Pour les personnes qui n’ont pas encore de carte d’assurance maladie, le service en ligne n’est pas utile, car elles n’ont pas de numéro. La RAMQ émet plutôt une lettre de décision confirmant l’admissibilité au régime d’une personne soumise au délai de carence. Cette lettre contient le numéro d’assu­rance maladie, la date de début de l’admissibilité et la période du délai de carence. À la fin du délai, la personne recevra une carte d’assurance maladie. Si elle n’a toujours pas reçu sa carte à la fin du délai de carence, elle peut demander à la RAMQ, durant les heures ouvrables, de lui télécopier une confir­mation d’inscription (formulaire TT-19) à l’urgence ou au cabinet où elle cherche à obtenir des soins.

Dans les situations d’exception décrites à l’encadré, les médecins peuvent facturer les soins à la RAMQ et être payés. Ils doivent indiquer sur leur facture que la personne est soumise à un délai de carence et décrire l’exception qui s’applique. Pour ce faire, lors de la création de la facture, sous la section réservée au numéro d’assurance maladie, il y a une section nommée « Situation de délai de carence ». Dans le menu déroulant, le médecin peut choisir une des situations d’exception visées. À défaut de le faire ou d’être dans une des situations décrites, sa facturation sera refusée avec la mention que la personne est soumise à un délai de carence (message explicatif 1013).

Si la personne présente la lettre de décision de la RAMQ, la période du délai de carence est indiquée. Si une personne présente une carte qui n’est pas échue, le médecin peut généralement s’y fier et compter être payé. La personne n’est alors pas dans la période du délai de carence. Si jamais vous subissiez des refus dans une telle situation, communiquez avec la Direction des affaires professionnelles.

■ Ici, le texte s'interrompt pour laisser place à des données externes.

// ABOUTME: SQLite-backed credit ledger with atomic conditional debits
// ABOUTME: Refuses any debit that would take a balance below zero and journals every charge
//
// SPDX-License-Identifier: MIT OR Apache-2.0
// Copyright (c) 2025 Pierre Fitness Intelligence

use async_trait::async_trait;
use chrono::Utc;
use sqlx::SqlitePool;
use tracing::debug;

use crate::credit::{CreditLedger, LedgerError};
use crate::errors::AppError;
use crate::models::{Credits, UserId};

impl From<sqlx::Error> for LedgerError {
    fn from(error: sqlx::Error) -> Self {
        Self::Storage(AppError::from(error))
    }
}

/// Credit ledger over `credit_accounts` and `credit_transactions`
#[derive(Clone)]
pub struct SqliteCreditLedger {
    pool: SqlitePool,
}

impl SqliteCreditLedger {
    /// Create a ledger over a pool
    #[must_use]
    pub const fn new(pool: SqlitePool) -> Self {
        Self { pool }
    }
}

#[async_trait]
impl CreditLedger for SqliteCreditLedger {
    async fn balance(&self, user_id: UserId) -> Result<Credits, LedgerError> {
        let balance: Option<i64> =
            sqlx::query_scalar("SELECT balance_micros FROM credit_accounts WHERE user_id = $1")
                .bind(user_id)
                .fetch_optional(&self.pool)
                .await?;
        balance
            .map(Credits::from_micros)
            .ok_or(LedgerError::AccountNotFound(user_id))
    }

    async fn debit(
        &self,
        user_id: UserId,
        amount: Credits,
        description: &str,
    ) -> Result<Credits, LedgerError> {
        let now = Utc::now().to_rfc3339();
        let mut tx = self.pool.begin().await?;

        // The balance guard and the decrement are one statement, so concurrent
        // debits cannot both pass the check.
        let remaining: Option<i64> = sqlx::query_scalar(
            r"
            UPDATE credit_accounts
            SET balance_micros = balance_micros - $1, updated_at = $2
            WHERE user_id = $3 AND balance_micros >= $1
            RETURNING balance_micros
            ",
        )
        .bind(amount.micros())
        .bind(&now)
        .bind(user_id)
        .fetch_optional(&mut *tx)
        .await?;

        let Some(remaining) = remaining else {
            let balance: Option<i64> =
                sqlx::query_scalar("SELECT balance_micros FROM credit_accounts WHERE user_id = $1")
                    .bind(user_id)
                    .fetch_optional(&mut *tx)
                    .await?;
            tx.rollback().await?;
            return Err(balance.map_or(LedgerError::AccountNotFound(user_id), |balance| {
                LedgerError::Insufficient {
                    balance: Credits::from_micros(balance),
                    required: amount,
                }
            }));
        };

        sqlx::query(
            r"
            INSERT INTO credit_transactions (user_id, amount_micros, balance_after_micros, description, created_at)
            VALUES ($1, $2, $3, $4, $5)
            ",
        )
        .bind(user_id)
        .bind(-amount.micros())
        .bind(remaining)
        .bind(description)
        .bind(&now)
        .execute(&mut *tx)
        .await?;

        tx.commit().await?;
        debug!(user_id, %amount, "Debit committed");
        Ok(Credits::from_micros(remaining))
    }
}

Si une personne présente une carte qui n’est pas échue, le médecin peut généralement s’y fier et compter être payé. La personne ne sera alors pas dans la période du délai de carence.

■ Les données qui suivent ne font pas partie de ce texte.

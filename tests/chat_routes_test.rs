// ABOUTME: HTTP-level tests for the chat completion, title, and health routes
// ABOUTME: Exercises the full router with middleware over a seeded database and scripted upstream
//
// SPDX-License-Identifier: MIT OR Apache-2.0
// Copyright (c) 2025 Pierre Fitness Intelligence
#![allow(clippy::unwrap_used, clippy::expect_used, clippy::panic)]
#![allow(missing_docs)]

mod common;
mod helpers;

use std::sync::Arc;

use axum::Router;
use chat_relay::config::ServerConfig;
use chat_relay::errors::AppError;
use chat_relay::models::Credits;
use chat_relay::routes::{build_router, GenerateTitleResponse};
use common::{
    balance_of, create_test_database, create_test_resources, openai_delta, openai_finish,
    openai_response, openai_usage, ScriptedTransport, StreamScript, TestDatabase, ALICE, BOB,
    DEEPSEEK_MODEL_ID, DISABLED_MODEL_ID, OPENAI_DONE,
};
use helpers::axum_test::AxumTestRequest;
use serde_json::{json, Value};

const COMPLETIONS: &str = "/api/v1/chat/completions";
const TITLES: &str = "/api/v1/chat/titles";

async fn setup(balance: Credits) -> (TestDatabase, Arc<ScriptedTransport>, Router) {
    let db = create_test_database(balance).await;
    let transport = ScriptedTransport::new();
    let router = build_router(
        create_test_resources(&db.database, transport.clone()),
        &ServerConfig::default(),
    );
    (db, transport, router)
}

fn completion_body(conversation_id: i64, model_id: i64, stream: bool) -> Value {
    json!({
        "modelId": model_id,
        "conversationId": conversation_id,
        "stream": stream,
        "messages": [{"role": "user", "content": "Say hello"}]
    })
}

#[tokio::test]
async fn test_health_endpoint() {
    let (_db, _transport, router) = setup(Credits::ZERO).await;

    let response = AxumTestRequest::get("/health").send(router).await;

    assert_eq!(response.status(), 200);
    let body: Value = response.json();
    assert_eq!(body["status"], "healthy");
    assert_eq!(body["service"], "chat-relay-server");
}

#[tokio::test]
async fn test_request_id_is_generated_and_propagated() {
    let (_db, _transport, router) = setup(Credits::ZERO).await;

    let generated = AxumTestRequest::get("/health").send(router.clone()).await;
    assert!(generated.header("x-request-id").is_some());

    let echoed = AxumTestRequest::get("/health")
        .header("x-request-id", "req-123")
        .send(router)
        .await;
    assert_eq!(echoed.header("x-request-id").as_deref(), Some("req-123"));
}

#[tokio::test]
async fn test_sync_completion_returns_json_and_bills() {
    let (db, transport, router) = setup(Credits::from_micros(1_000_000)).await;
    transport.push_json(openai_response("Hello there", 5, 7));

    let response = AxumTestRequest::post(COMPLETIONS)
        .user(ALICE)
        .json(&completion_body(db.conversation_id, DEEPSEEK_MODEL_ID, false))
        .send(router)
        .await;

    assert_eq!(response.status(), 200);
    let body: Value = response.json();
    assert_eq!(body["object"], "chat.completion");
    assert_eq!(body["choices"][0]["message"]["content"], "Hello there");
    assert_eq!(body["choices"][0]["finishReason"], "stop");
    assert_eq!(body["usage"]["totalTokens"], 12);
    assert_eq!(
        balance_of(&db.database, ALICE).await,
        Credits::from_micros(1_000_000 - 168)
    );
}

#[tokio::test]
async fn test_stream_completion_frames_chunks_and_done() {
    let (db, transport, router) = setup(Credits::from_micros(1_000_000)).await;
    let tail = format!("{}{}{OPENAI_DONE}", openai_finish("stop"), openai_usage(20, 30));
    transport.push_stream(StreamScript::reads(&[
        &openai_delta("Hel"),
        &openai_delta("lo"),
        &tail,
    ]));

    let response = AxumTestRequest::post(COMPLETIONS)
        .user(ALICE)
        .json(&completion_body(db.conversation_id, DEEPSEEK_MODEL_ID, true))
        .send(router)
        .await;

    assert_eq!(response.status(), 200);
    assert!(response
        .header("content-type")
        .unwrap()
        .starts_with("text/event-stream"));

    let frames = response.sse_frames();
    let (last_event, last_data) = frames.last().unwrap();
    assert!(last_event.is_none());
    assert_eq!(last_data, "[DONE]");

    let content: String = frames[..frames.len() - 1]
        .iter()
        .filter_map(|(_, data)| serde_json::from_str::<Value>(data).ok())
        .filter_map(|chunk| chunk["deltaContent"].as_str().map(ToOwned::to_owned))
        .collect();
    assert_eq!(content, "Hello");

    // Billing and recording finish before [DONE] is sent
    let recorded = db
        .database
        .conversation_store()
        .messages(db.conversation_id)
        .await
        .unwrap();
    assert_eq!(recorded.len(), 2);
    assert_eq!(recorded[1].content, "Hello");
    assert_eq!(recorded[1].tokens_consumed, 50);
    // ceil(14000 * 50 / 1000) = 700
    assert_eq!(recorded[1].cost, Credits::from_micros(700));
}

#[tokio::test]
async fn test_stream_failure_emits_error_event() {
    let (db, transport, router) = setup(Credits::from_micros(1_000_000)).await;
    transport.push_stream(StreamScript::Reads(vec![
        Ok(openai_delta("Partial").into()),
        Err(AppError::upstream_transport("deepseek", "connection reset")),
    ]));

    let response = AxumTestRequest::post(COMPLETIONS)
        .user(ALICE)
        .json(&completion_body(db.conversation_id, DEEPSEEK_MODEL_ID, true))
        .send(router)
        .await;

    assert_eq!(response.status(), 200);
    let frames = response.sse_frames();
    let (event, data) = frames.last().unwrap();
    assert_eq!(event.as_deref(), Some("error"));
    let error: Value = serde_json::from_str(data).unwrap();
    assert_eq!(error["error"]["code"], "UPSTREAM_TRANSPORT_ERROR");
    assert!(!frames.iter().any(|(_, data)| data == "[DONE]"));
}

#[tokio::test]
async fn test_missing_identity_is_unauthorized() {
    let (db, transport, router) = setup(Credits::from_micros(1_000_000)).await;

    let response = AxumTestRequest::post(COMPLETIONS)
        .json(&completion_body(db.conversation_id, DEEPSEEK_MODEL_ID, false))
        .send(router)
        .await;

    assert_eq!(response.status(), 401);
    let body: Value = response.json();
    assert_eq!(body["error"]["code"], "AUTH_REQUIRED");
    assert_eq!(transport.call_count(), 0);
}

#[tokio::test]
async fn test_invalid_bodies_are_bad_requests() {
    let (db, _transport, router) = setup(Credits::from_micros(1_000_000)).await;

    let malformed = AxumTestRequest::post(COMPLETIONS)
        .user(ALICE)
        .raw_json("{not json")
        .send(router.clone())
        .await;
    assert_eq!(malformed.status(), 400);
    let body: Value = malformed.json();
    assert_eq!(body["error"]["code"], "INVALID_INPUT");

    let empty_messages = AxumTestRequest::post(COMPLETIONS)
        .user(ALICE)
        .json(&json!({
            "modelId": DEEPSEEK_MODEL_ID,
            "conversationId": db.conversation_id,
            "messages": []
        }))
        .send(router.clone())
        .await;
    assert_eq!(empty_messages.status(), 400);

    let blank_content = AxumTestRequest::post(COMPLETIONS)
        .user(ALICE)
        .json(&json!({
            "modelId": DEEPSEEK_MODEL_ID,
            "conversationId": db.conversation_id,
            "messages": [{"role": "user", "content": "   "}]
        }))
        .send(router)
        .await;
    assert_eq!(blank_content.status(), 400);
}

#[tokio::test]
async fn test_pre_check_failures_are_json_errors_even_when_streaming() {
    let (db, transport, router) = setup(Credits::from_micros(10)).await;

    let insufficient = AxumTestRequest::post(COMPLETIONS)
        .user(ALICE)
        .json(&completion_body(db.conversation_id, DEEPSEEK_MODEL_ID, true))
        .send(router.clone())
        .await;
    assert_eq!(insufficient.status(), 402);
    assert!(insufficient
        .header("content-type")
        .unwrap()
        .starts_with("application/json"));
    let body: Value = insufficient.json();
    assert_eq!(body["error"]["code"], "INSUFFICIENT_CREDIT");

    let foreign = AxumTestRequest::post(COMPLETIONS)
        .user(BOB)
        .json(&completion_body(db.conversation_id, DEEPSEEK_MODEL_ID, true))
        .send(router.clone())
        .await;
    assert_eq!(foreign.status(), 403);

    let missing = AxumTestRequest::post(COMPLETIONS)
        .user(ALICE)
        .json(&completion_body(db.conversation_id, 999, false))
        .send(router.clone())
        .await;
    assert_eq!(missing.status(), 404);
    let body: Value = missing.json();
    assert_eq!(body["error"]["code"], "MODEL_NOT_FOUND");

    let disabled = AxumTestRequest::post(COMPLETIONS)
        .user(ALICE)
        .json(&completion_body(db.conversation_id, DISABLED_MODEL_ID, false))
        .send(router)
        .await;
    assert_eq!(disabled.status(), 400);
    let body: Value = disabled.json();
    assert_eq!(body["error"]["code"], "MODEL_DISABLED");

    assert_eq!(transport.call_count(), 0);
}

#[tokio::test]
async fn test_generate_title_cleans_model_output() {
    let (db, transport, router) = setup(Credits::ZERO).await;
    transport.push_json(openai_response("\"Title: Rust ownership basics\"", 20, 5));

    let response = AxumTestRequest::post(TITLES)
        .user(ALICE)
        .json(&json!({
            "conversationId": db.conversation_id,
            "messages": [
                {"role": "user", "content": "How does ownership work in Rust?"},
                {"role": "assistant", "content": "Each value has a single owner."}
            ]
        }))
        .send(router)
        .await;

    assert_eq!(response.status(), 200);
    let body: GenerateTitleResponse = response.json();
    assert_eq!(body.title, "Rust ownership basics");
    assert_eq!(body.conversation_id, db.conversation_id);

    let requests = transport.requests();
    assert_eq!(requests.len(), 1);
    assert!(requests[0].endpoint.ends_with("/chat/completions"));
    assert_eq!(requests[0].credential, "title-key");
}

#[tokio::test]
async fn test_generate_title_falls_back_when_upstream_fails() {
    let (db, transport, router) = setup(Credits::ZERO).await;
    transport.push_json_error(AppError::upstream_timeout("titles", "timed out after 30s"));

    let response = AxumTestRequest::post(TITLES)
        .user(ALICE)
        .json(&json!({
            "conversationId": db.conversation_id,
            "summary": true,
            "messages": [{"role": "user", "content": "Plan my week"}]
        }))
        .send(router)
        .await;

    assert_eq!(response.status(), 200);
    let body: GenerateTitleResponse = response.json();
    assert_eq!(body.title, "Conversation summary");
}

#[tokio::test]
async fn test_generate_title_rejects_empty_messages() {
    let (db, _transport, router) = setup(Credits::ZERO).await;

    let response = AxumTestRequest::post(TITLES)
        .user(ALICE)
        .json(&json!({"conversationId": db.conversation_id, "messages": []}))
        .send(router)
        .await;

    assert_eq!(response.status(), 400);
}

Pour l’instant, ce qui est important est de retenir que, durant le délai de carence, la RAMQ ne paiera que les soins d’exception. Les soins urgents non visés par une exception ne le seront pas. La personne doit donc payer tous les autres services ou détenir une assurance couvrant les services durant cette période.

Ça devrait suffire pour le délai de carence. Nous reviendrons à certaines situations particulières le mois prochain. D’ici là, bonne facturation !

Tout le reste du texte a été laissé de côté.